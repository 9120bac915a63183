//! Release notes publishing on hosted git services
//!
//! The origin remote decides which service is used. Each [`Backend`] is
//! probed in order, and the first one that recognises the host publishes.

pub mod github;
pub mod gitlab;

pub use github::GitHubPublisher;
pub use gitlab::GitLabPublisher;

use crate::config::CredentialStore;
use crate::domain::RemoteEndpoint;
use crate::error::{BumpError, OperationContext, Result};
use crate::ui::Operator;
use reqwest::blocking::{Client, RequestBuilder};
use reqwest::Url;
use serde::de::DeserializeOwned;
use std::time::Duration;

pub const USER_AGENT: &str = concat!("bumper/", env!("CARGO_PKG_VERSION"));

const HTTP_TIMEOUT: Duration = Duration::from_secs(30);

/// A release about to be created
#[derive(Debug, Clone, PartialEq, Eq)]
pub struct ReleaseDraft {
    pub tag: String,
    /// Display name, "<project> <tag>"
    pub name: String,
    pub notes: String,
}

impl ReleaseDraft {
    pub fn new(project_name: &str, tag: &str, notes: &str) -> Self {
        ReleaseDraft {
            tag: tag.to_string(),
            name: format!("{} {}", project_name, tag),
            notes: notes.to_string(),
        }
    }
}

/// A hosted service that can publish release notes
pub trait ReleasePublisher {
    fn name(&self) -> &str;

    /// Whether the host actually runs this service.
    ///
    /// An unauthorised answer still counts: the server is right, the
    /// credential is missing or wrong.
    fn probe(&self) -> bool;

    /// Create the release and return its canonical URL
    fn publish(&self, draft: &ReleaseDraft) -> Result<String>;
}

/// Finds the publisher for a remote
pub trait PublisherResolver {
    fn resolve(&mut self, endpoint: &RemoteEndpoint) -> Result<Box<dyn ReleasePublisher>>;
}

/// Hosting service back end (GitLab, GitHub).
#[derive(Debug, Clone, Copy, PartialEq, Eq)]
pub enum Backend {
    GitLab,
    GitHub,
}

impl Backend {
    /// All back ends, in probing order.
    pub fn all() -> &'static [Backend] {
        &[Backend::GitLab, Backend::GitHub]
    }

    pub fn name(&self) -> &'static str {
        match self {
            Self::GitLab => "GitLab",
            Self::GitHub => "GitHub",
        }
    }

    /// What the operator is asked for when no credential is stored
    pub fn credential_prompt(&self) -> &'static str {
        match self {
            Self::GitLab => "Please specify a GitLab API key with 'api' permission",
            Self::GitHub => "Please specify a GitHub token with 'contents: write' permission",
        }
    }

    /// API root for a host, e.g. `https://gitlab.example.com/api/v4`
    pub fn api_base(&self, scheme: &str, host: &str) -> Result<Url> {
        let base = match self {
            Self::GitLab => format!("{}://{}/api/v4", scheme, host),
            Self::GitHub if host.eq_ignore_ascii_case("github.com") => {
                "https://api.github.com".to_string()
            }
            Self::GitHub => format!("{}://{}/api/v3", scheme, host),
        };

        Url::parse(&base)
            .map_err(|e| BumpError::parse(format!("invalid API URL '{}': {}", base, e)))
    }

    pub fn publisher(
        &self,
        http: Client,
        api_base: Url,
        project_path: &str,
        token: Option<String>,
    ) -> Box<dyn ReleasePublisher> {
        match self {
            Self::GitLab => Box::new(GitLabPublisher::new(http, api_base, project_path, token)),
            Self::GitHub => Box::new(GitHubPublisher::new(http, api_base, project_path, token)),
        }
    }
}

/// HTTP client shared by all publishers
pub fn http_client() -> Result<Client> {
    Client::builder()
        .timeout(HTTP_TIMEOUT)
        .user_agent(USER_AGENT)
        .build()
        .operation("build HTTP client")
}

/// Resolves publishers against the real hosted services, asking the operator
/// for a credential the first time one is needed.
pub struct HostedResolver<'a> {
    credentials: &'a mut dyn CredentialStore,
    operator: &'a dyn Operator,
    http: Client,
    scheme: String,
}

impl<'a> HostedResolver<'a> {
    pub fn new(credentials: &'a mut dyn CredentialStore, operator: &'a dyn Operator) -> Result<Self> {
        Ok(HostedResolver {
            credentials,
            operator,
            http: http_client()?,
            scheme: "https".to_string(),
        })
    }

    pub fn with_client(mut self, http: Client) -> Self {
        self.http = http;
        self
    }

    /// Talk plain HTTP instead of HTTPS (local test servers)
    pub fn with_scheme(mut self, scheme: &str) -> Self {
        self.scheme = scheme.to_string();
        self
    }

    fn credential(&mut self, backend: Backend) -> Result<String> {
        if let Some(key) = self.credentials.api_key(backend) {
            return Ok(key);
        }

        let key = self.operator.request_api_key(backend.credential_prompt())?;
        let key = key.trim();
        if key.is_empty() {
            return Err(BumpError::validation(format!(
                "no {} credential provided",
                backend.name()
            )));
        }

        self.credentials.store_api_key(backend, key)?;
        Ok(key.to_string())
    }
}

impl PublisherResolver for HostedResolver<'_> {
    fn resolve(&mut self, endpoint: &RemoteEndpoint) -> Result<Box<dyn ReleasePublisher>> {
        for backend in Backend::all() {
            let api_base = backend.api_base(&self.scheme, &endpoint.host)?;
            let candidate =
                backend.publisher(self.http.clone(), api_base.clone(), &endpoint.project_path, None);

            if !candidate.probe() {
                log::debug!("{} is not a {} server", endpoint.host, backend.name());
                continue;
            }

            log::debug!("Publishing releases through {} at {}", backend.name(), api_base);
            let token = self.credential(*backend)?;
            return Ok(backend.publisher(
                self.http.clone(),
                api_base,
                &endpoint.project_path,
                Some(token),
            ));
        }

        Err(BumpError::external(
            "resolve release publisher",
            format!("no supported release service found at {}", endpoint.host),
        ))
    }
}

/// `base` with extra path segments, each percent-encoded
pub(crate) fn api_url(base: &Url, segments: &[&str]) -> Result<Url> {
    let mut url = base.clone();
    url.path_segments_mut()
        .map_err(|_| BumpError::parse(format!("'{}' cannot be used as an API root", base)))?
        .pop_if_empty()
        .extend(segments);
    Ok(url)
}

/// Send a request and decode a successful JSON answer
pub(crate) fn send_json<T: DeserializeOwned>(request: RequestBuilder, operation: &str) -> Result<T> {
    let response = request.send().operation(operation)?;
    let status = response.status();

    if !status.is_success() {
        let body = response.text().unwrap_or_default();
        let snippet: String = body.trim().chars().take(300).collect();
        return Err(BumpError::external(
            operation,
            format!("HTTP {}: {}", status, snippet),
        ));
    }

    response.json::<T>().operation(operation)
}

/// Shared probe rule: reachable and not 404 means the service is there
pub(crate) fn probe_status(request: RequestBuilder, service: &str) -> bool {
    match request.send() {
        Ok(response) => {
            let status = response.status();
            log::debug!("{} probe answered {}", service, status);
            status.is_success()
                || status == reqwest::StatusCode::UNAUTHORIZED
                || status == reqwest::StatusCode::FORBIDDEN
        }
        Err(e) => {
            log::debug!("{} probe failed: {}", service, e);
            false
        }
    }
}
//! Version-control gateway
//!
//! This module provides a trait-based abstraction over the fixed set of git
//! operations the release workflow needs, so the orchestrator can run against
//! a real repository or an in-memory fake.
//!
//! # Overview
//!
//! - [repository::Git2Repository]: A real implementation using the `git2` crate
//! - [mock::MockRepository]: An in-memory repository for testing
//!
//! Every operation is synchronous. A failing operation surfaces as
//! [crate::error::BumpError::ExternalCall] naming the attempted operation;
//! nothing is retried.
//!
//! ```rust
//! # use bumper::git::Repository;
//! # fn example<R: Repository>(repo: &R) -> bumper::Result<()> {
//! if repo.current_branch()? == "dev" && !repo.has_uncommitted_changes()? {
//!     println!("latest tag: {}", repo.latest_tag()?);
//! }
//! # Ok(())
//! # }
//! ```

pub mod mock;
pub mod repository;

pub use mock::MockRepository;
pub use repository::Git2Repository;

use crate::error::Result;
use std::path::Path;

/// Common git operation trait for abstraction
///
/// ## Implementations
///
/// - [Git2Repository](repository::Git2Repository): Real Git implementation using the `git2` crate
/// - [MockRepository](mock::MockRepository): Test implementation recording every call
pub trait Repository {
    /// Name of the checked-out branch
    ///
    /// # Returns
    /// * `Ok(String)` - Short branch name (e.g., "dev")
    /// * `Err` - If HEAD is detached or unborn
    fn current_branch(&self) -> Result<String>;

    /// Most recently created tag reachable from HEAD (`git describe --tags --abbrev=0`)
    fn latest_tag(&self) -> Result<String>;

    /// Create a branch at HEAD and check it out
    fn create_branch(&self, name: &str) -> Result<()>;

    /// Check out an existing local branch
    fn checkout_branch(&self, name: &str) -> Result<()>;

    /// Merge a local branch into the current one, always creating a merge commit
    fn merge_branch(&self, name: &str) -> Result<()>;

    /// Delete a local branch
    fn delete_branch(&self, name: &str) -> Result<()>;

    /// Create a tag at HEAD
    fn create_tag(&self, name: &str) -> Result<()>;

    /// Commit every modification to a tracked file (`git commit -a`)
    fn commit_all(&self, message: &str) -> Result<()>;

    /// Stage a single path
    ///
    /// # Arguments
    /// * `path` - File to stage, absolute or relative to the working tree root
    fn stage(&self, path: &Path) -> Result<()>;

    /// Push the current branch to origin
    fn push(&self) -> Result<()>;

    /// Push every local tag to origin
    fn push_tags(&self) -> Result<()>;

    /// Whether the working tree has staged, unstaged or untracked changes
    fn has_uncommitted_changes(&self) -> Result<bool>;

    /// Patch text of staged (`staged = true`) or unstaged changes
    fn show_diff(&self, staged: bool) -> Result<String>;

    /// Throw away staged and unstaged modifications to tracked files (`git reset --hard`)
    fn discard_changes(&self) -> Result<()>;

    /// URL of the origin remote
    fn origin_remote_url(&self) -> Result<String>;
}

/// Snapshot of the repository taken once when a run starts
#[derive(Debug, Clone, PartialEq, Eq)]
pub struct RepositoryState {
    pub branch: String,
    pub latest_tag: String,
    pub dirty: bool,
}

impl RepositoryState {
    pub fn capture(repo: &dyn Repository) -> Result<Self> {
        Ok(RepositoryState {
            latest_tag: repo.latest_tag()?,
            branch: repo.current_branch()?,
            dirty: repo.has_uncommitted_changes()?,
        })
    }
}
____________
§ **Activity**
Using the entries above, repeat only the lines from the one containing "status == reqwest::StatusCode::FORBIDDEN" through the one containing "- Short branch", end lines included.

§ **Reply to the task**
                || status == reqwest::StatusCode::FORBIDDEN
        }
        Err(e) => {
            log::debug!("{} probe failed: {}", service, e);
            false
        }
    }
}
//! Version-control gateway
//!
//! This module provides a trait-based abstraction over the fixed set of git
//! operations the release workflow needs, so the orchestrator can run against
//! a real repository or an in-memory fake.
//!
//! # Overview
//!
//! - [repository::Git2Repository]: A real implementation using the `git2` crate
//! - [mock::MockRepository]: An in-memory repository for testing
//!
//! Every operation is synchronous. A failing operation surfaces as
//! [crate::error::BumpError::ExternalCall] naming the attempted operation;
//! nothing is retried.
//!
//! ```rust
//! # use bumper::git::Repository;
//! # fn example<R: Repository>(repo: &R) -> bumper::Result<()> {
//! if repo.current_branch()? == "dev" && !repo.has_uncommitted_changes()? {
//!     println!("latest tag: {}", repo.latest_tag()?);
//! }
//! # Ok(())
//! # }
//! ```

pub mod mock;
pub mod repository;

pub use mock::MockRepository;
pub use repository::Git2Repository;

use crate::error::Result;
use std::path::Path;

/// Common git operation trait for abstraction
///
/// ## Implementations
///
/// - [Git2Repository](repository::Git2Repository): Real Git implementation using the `git2` crate
/// - [MockRepository](mock::MockRepository): Test implementation recording every call
pub trait Repository {
    /// Name of the checked-out branch
    ///
    /// # Returns
    /// * `Ok(String)` - Short branch name (e.g., "dev")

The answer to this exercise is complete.